American Horror Story Episode #703: “Neighbors From Hell”
Written by Riese
Remember that episode of Criminal Minds where the unsub got info from a psychologist about his clients’ phobias and then designed intense murder situations around said phobias? I think Ryan Murphy does. I just wanted to throw that out there.
Trump’s invocation of a “both sides” rhetoric in the least “both sides” issue of all time have made narratives that even slightly approach that concept immediately repulsive. AHS couldn’t have predicted that, but there it is. Every episode makes it more and more clear — this is gonna be a “lunatics on both sides” story, and nope there’s no social message! Ally shot and killed Pedro last week because fear turns us into our enemies, I guess? The threads of the seasons’ underlying mystery are making themselves more apparent, and are intriguing for their own sakes, like any good mystery is. But the murder of a brown person by a white person like we saw last week can’t be part of a standard-issue horror story, not today, not this year. I’d like to believe all these threads will come together to make a point, but I’m not.

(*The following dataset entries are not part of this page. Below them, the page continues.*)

impl Client {
    /// Client for MLWE rank 2^`log_rank`, with fresh OS randomness.
    pub fn new(params: EvdParams, log_rank: u32) -> Result<Self> {
        let sampler = Sampler::new(params.sigma);
        Self::with_sampler(params, log_rank, sampler)
    }

    /// Deterministic client, for tests and reproducible experiments.
    pub fn with_seed(params: EvdParams, log_rank: u32, seed: u64) -> Result<Self> {
        let sampler = Sampler::with_seed(params.sigma, seed);
        Self::with_sampler(params, log_rank, sampler)
    }

    fn with_sampler(params: EvdParams, log_rank: u32, sampler: Sampler) -> Result<Self> {
        params.validate()?;
        let layout = RankLayout::from_log_rank(log_rank, params.degree)?;
        Ok(Self {
            ring: RingContext::new(params.degree, params.q, params.p),
            rank_ring: RingContext::new(layout.rank, params.q, params.p),
            params,
            layout,
            sampler,
            secret: None,
        })
    }

    /// Parameters in use
    pub fn params(&self) -> &EvdParams {
        &self.params
    }

    /// MLWE layout in use
    pub fn layout(&self) -> &RankLayout {
        &self.layout
    }

    /// NTT tables at the full ring degree
    pub fn ring(&self) -> &RingContext {
        &self.ring
    }

    /// MLWE rank
    pub fn get_rank(&self) -> usize {
        self.layout.rank
    }

    /// rank^(-1) mod Q
    pub fn get_inv_rank(&self) -> u64 {
        ModQ::inv(self.layout.rank as u64, self.params.q)
    }

    /// Samples a new secret, replacing any previous one.
    pub fn gen_sec_key(&mut self) -> &SecretKey {
        let sk = SecretKey::generate(&self.params, &self.ring, &mut self.sampler);
        self.secret.insert(sk)
    }

    /// Installs an existing secret, e.g. one loaded from disk.
    pub fn set_secret_key(&mut self, secret: SecretKey) -> Result<()> {
        if secret.degree() != self.params.degree {
            return Err(crypto_err!(
                "secret key has degree {}, client runs at {}",
                secret.degree(),
                self.params.degree
            ));
        }
        self.secret = Some(secret);
        Ok(())
    }

    /// The owned secret, if one was generated or installed
    pub fn secret_key(&self) -> Option<&SecretKey> {
        self.secret.as_ref()
    }

    fn owned_secret(&self) -> Result<&SecretKey> {
        self.secret
            .as_ref()
            .ok_or_else(|| crypto_err!("client holds no secret key"))
    }

    fn check_secret(&self, secret: &SecretKey) -> Result<()> {
        if secret.degree() != self.params.degree {
            return Err(crypto_err!(
                "secret key has degree {}, expected {}",
                secret.degree(),
                self.params.degree
            ));
        }
        Ok(())
    }

    /// Relinearization key (s² to s)
    pub fn gen_relin_key(&mut self, secret: &SecretKey) -> Result<SwitchingKey> {
        self.check_secret(secret)?;
        Ok(generate_relin_key(secret, &self.ring, &mut self.sampler))
    }

    /// Mod-pack keys used by the server on key ciphertexts
    pub fn gen_auted_mod_pack_keys(&mut self, secret: &SecretKey) -> Result<AutedModPackKeys> {
        self.check_secret(secret)?;
        Ok(generate_auted_mod_pack_keys(
            secret,
            &self.layout,
            &self.ring,
            &mut self.sampler,
        ))
    }

    /// Mod-pack keys in component layout, used by the server on queries
    pub fn gen_inv_auted_mod_pack_keys(
        &mut self,
        secret: &SecretKey,
    ) -> Result<AutedModPackMLWEKeys> {
        self.check_secret(secret)?;
        Ok(generate_auted_mod_pack_mlwe_keys(
            secret,
            &self.layout,
            &self.ring,
            &self.rank_ring,
            &mut self.sampler,
        ))
    }

    /// Expansion keys for private retrieval
    pub fn gen_inv_aut_keys(&mut self, secret: &SecretKey) -> Result<InvAutKeys> {
        self.check_secret(secret)?;
        Ok(generate_inv_aut_keys(secret, &self.ring, &mut self.sampler))
    }

    /// Fixed-point encoding at the full ring degree
    pub fn encode(&self, message: &Message, scale: f64) -> Result<Polynomial> {
        message::encode(message, scale, self.params.degree, self.params.q)
    }

    /// Every coefficient divided by `scale`
    pub fn decode(&self, poly: &Polynomial, scale: f64) -> Result<Message> {
        message::decode(poly, scale)
    }

    /// RLWE encryption of a coefficient-domain plaintext under the owned secret
    pub fn encrypt_polynomial(&mut self, poly: &Polynomial) -> Result<Ciphertext> {
        let sk = self
            .secret
            .as_ref()
            .ok_or_else(|| crypto_err!("client holds no secret key"))?;
        encrypt(sk, poly, &self.ring, &mut self.sampler)
    }

    /// Encodes then encrypts
    pub fn encrypt_message(&mut self, message: &Message, scale: f64) -> Result<Ciphertext> {
        let poly = self.encode(message, scale)?;
        self.encrypt_polynomial(&poly)
    }

    fn encode_rank(&self, slots: &Message, scale: f64) -> Result<Polynomial> {
        if slots.len() > self.layout.rank {
            return Err(validation_err!(
                "vector of {} slots exceeds rank {}",
                slots.len(),
                self.layout.rank
            ));
        }
        let padded = Message::padded(slots.as_slice(), self.layout.rank)?;
        message::encode(&padded, scale, self.layout.rank, self.params.q)
    }

    fn encrypt_mlwe(&mut self, msg: &Polynomial) -> Result<MLWECiphertext> {
        let embedded = msg.embed(self.layout.stack);
        let ct = self.encrypt_polynomial(&embedded)?;
        let mut mlwe = MLWECiphertext::from_rlwe(&ct, self.layout.stack);
        mlwe.scalar_mul_assign(self.get_inv_rank());
        Ok(mlwe)
    }

    /// MLWE encryption of a query vector.
    ///
    /// Slots are reversed by τ_{2·rank-1} so that the server's product with a
    /// key lands the dot product in the constant coefficient.
    pub fn encrypt_query(&mut self, query: &Message, scale: f64) -> Result<MLWECiphertext> {
        let poly = self.encode_rank(query, scale)?;
        let reversed = apply_automorphism(&poly, 2 * self.layout.rank - 1);
        self.encrypt_mlwe(&reversed)
    }

    /// MLWE encryption of a database vector
    pub fn encrypt_key(&mut self, key: &Message, scale: f64) -> Result<MLWECiphertext> {
        let poly = self.encode_rank(key, scale)?;
        self.encrypt_mlwe(&poly)
    }

    /// Decrypts and decodes a degree-N ciphertext.
    pub fn decrypt(&self, ct: &Ciphertext, secret: &SecretKey, scale: f64) -> Result<Message> {
        let poly = crate::rlwe::decrypt(ct, secret, &self.ring)?;
        message::decode(&poly, scale)
    }

    /// Decrypts an MLWE ciphertext of this client's rank into `rank` slots.
    ///
    /// The rank^(-1) factor applied at encryption is removed.
    pub fn decrypt_mlwe(
        &self,
        ct: &MLWECiphertext,
        secret: &SecretKey,
        scale: f64,
    ) -> Result<Message> {
        self.check_secret(secret)?;
        ct.validate(&self.layout, self.params.q)?;
        let sigma = mlwe_secret(&secret.coeff_q(&self.ring.q), self.layout.stack);
        let mut poly = decrypt_mlwe(ct, &sigma, &self.rank_ring.q)?;
        poly.scalar_mul_assign(self.layout.rank as u64);
        message::decode(&poly, scale)
    }

    /// Batch decryption of score ciphertexts into `out`, one message each.
    pub fn decrypt_score(
        &self,
        out: &mut [Message],
        ciphertexts: &[Ciphertext],
        secret: &SecretKey,
        scale: f64,
    ) -> Result<()> {
        if out.len() != ciphertexts.len() {
            return Err(validation_err!(
                "{} output messages for {} score ciphertexts",
                out.len(),
                ciphertexts.len()
            ));
        }
        for (slot, ct) in out.iter_mut().zip(ciphertexts) {
            *slot = self.decrypt(ct, secret, scale)?;
        }
        Ok(())
    }

    /// Ranks every slot of the concatenated messages into `out`.
    ///
    /// Candidate indices run across messages: slot `j` of message `m` is
    /// candidate `Σ_{i<m} len_i + j`.
    pub fn top_k_score(&self, out: &mut TopK, messages: &[Message]) {
        let scores: Vec<f64> = messages
            .iter()
            .flat_map(|m| m.as_slice().iter().copied())
            .collect();
        out.fill_from(&scores);
    }

    /// Encryption of a fixed marker under the owned secret.
    ///
    /// Stored next to a collection so a later session can confirm it holds
    /// the same secret with [`Client::verify_key_check`].
    pub fn gen_key_check(&mut self) -> Result<Ciphertext> {
        let poly = self.encode(&Message::from(vec![1.0]), KEY_CHECK_SCALE)?;
        self.encrypt_polynomial(&poly)
    }

    /// Fails with a crypto-state error unless `ct` came from
    /// [`Client::gen_key_check`] under the owned secret.
    pub fn verify_key_check(&self, ct: &Ciphertext) -> Result<()> {
        if ct.is_extended() {
            return Err(crypto_err!("key check must have two components"));
        }
        let marker = self.decrypt_owned(ct, KEY_CHECK_SCALE)?;
        let holds = marker.as_slice().iter().enumerate().all(|(i, v)| {
            let want = if i == 0 { 1.0 } else { 0.0 };
            (v - want).abs() < KEY_CHECK_TOLERANCE
        });
        if !holds {
            return Err(crypto_err!("key check failed: another secret key is in use"));
        }
        Ok(())
    }

    /// [`Client::decrypt`] with the owned secret
    pub fn decrypt_owned(&self, ct: &Ciphertext, scale: f64) -> Result<Message> {
        self.decrypt(ct, self.owned_secret()?, scale)
    }
}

If you’re removed enough from the grit of the current moment, or lack a deep soul-beating obsession with the negative portrayal of lesbians on television as hysterically politically correct, perhaps this is entertaining, seeing the present’s two most purely polarized political archetypes blown up like this and pitted against each other. This season isn’t about Trump’s America, it’s inspired by the characters inside it moreso than the world that inspired them — but it occurs in a world that looks way too much like Trump’s America for me to just sit back and feel entertained.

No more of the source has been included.